Glaucoma is a progressive eye disease that occurs when drainage canals within the eye become clogged or blocked. Fluid builds up within the eye, and the increasing pressure damages the optic nerve. It is the second leading cause of blindness in the United States and the primary cause of blindness among African Americans.

The most common form of glaucoma, accounting for more than 90% of all cases, is called open-angle glaucoma. In open-angle glaucoma, the drainage canals become clogged but are not blocked entirely. Because some fluid is still able to drain, people with this type of glaucoma may feel fine and not have any symptoms for years after the onset of the disease. Later on, patients will notice a loss of peripheral vision, or darkness and blurriness at the sides of their visual field. When they look straight at something, their vision will be as good as it ever was. Unfortunately, by this time, the glaucoma is already at a severe stage, and without treatment it can lead to complete blindness.

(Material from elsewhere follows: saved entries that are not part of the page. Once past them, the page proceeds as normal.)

use crate::graph::{EdgeId, Graph};

/// The undirected edges of a graph, each listed once, sorted by ascending gap.
///
/// Edges with equal gaps keep the order in which they were met while scanning
/// the vertices in catalog order, so every pool derived from the catalog is
/// deterministic for a given graph.
#[derive(Debug, Clone, PartialEq, Eq)]
pub struct EdgeCatalog {
    edges: Vec<EdgeId>,
}

impl EdgeCatalog {
    pub fn new(graph: &Graph) -> Self {
        let mut edges = Vec::with_capacity(graph.edge_count());
        for (vertex, v) in graph.vertices().iter().enumerate() {
            for edge in graph.edges_of(vertex) {
                // Only the endpoint with the smaller id reports the edge.
                let other = graph.other_endpoint(edge, vertex);
                if v.id < graph.vertex(other).id {
                    edges.push(edge);
                }
            }
        }
        // `sort_by_key` is stable: ties stay in discovery order.
        edges.sort_by_key(|&edge| graph.edge_gap(edge));
        Self { edges }
    }

    pub fn edges(&self) -> &[EdgeId] {
        &self.edges
    }

    pub fn len(&self) -> usize {
        self.edges.len()
    }

    pub fn is_empty(&self) -> bool {
        self.edges.is_empty()
    }

    /// A fresh candidate pool for one construction run.
    pub fn candidates(&self) -> Vec<EdgeId> {
        self.edges.clone()
    }
}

There are other, less common types of glaucoma. Angle-closure glaucoma is an acute form of glaucoma that comes on very suddenly. The drainage canals become blocked and pressure within the eye rises very rapidly. Patients will have a sudden loss of vision along with headaches or nausea. This type of glaucoma needs to be treated right away. Rarely, children can be born with glaucoma or develop it in infancy. Babies with glaucoma may shy away from bright lights, be irritable, or have poor appetites.

Because glaucoma most often does not have symptoms in the early stages, it is important to have regular eye exams to check for glaucoma, especially if you are at risk. High risk groups include African Americans, Latinos, people with diabetes, and anyone over age 60. An eye doctor can check for glaucoma in several different ways. A visual field test checks for loss of peripheral vision. A dilated eye exam allows the doctor to see the optic nerve and inspect it for damage. A test called tonometry, in which a tiny puff of air is blown at the eye, checks the pressure within the eye and screens specifically for glaucoma.

Once you have a diagnosis, treatment depends on the type and stage of glaucoma that you have. Most people with glaucoma treat it with medicated eye drops. These drops help decrease fluid production within the eye and increase drainage. If medications aren’t enough, another option is to have surgery to open up the drainage canals. Although surgery can halt the progression of glaucoma, it cannot restore vision that has already been lost to the disease.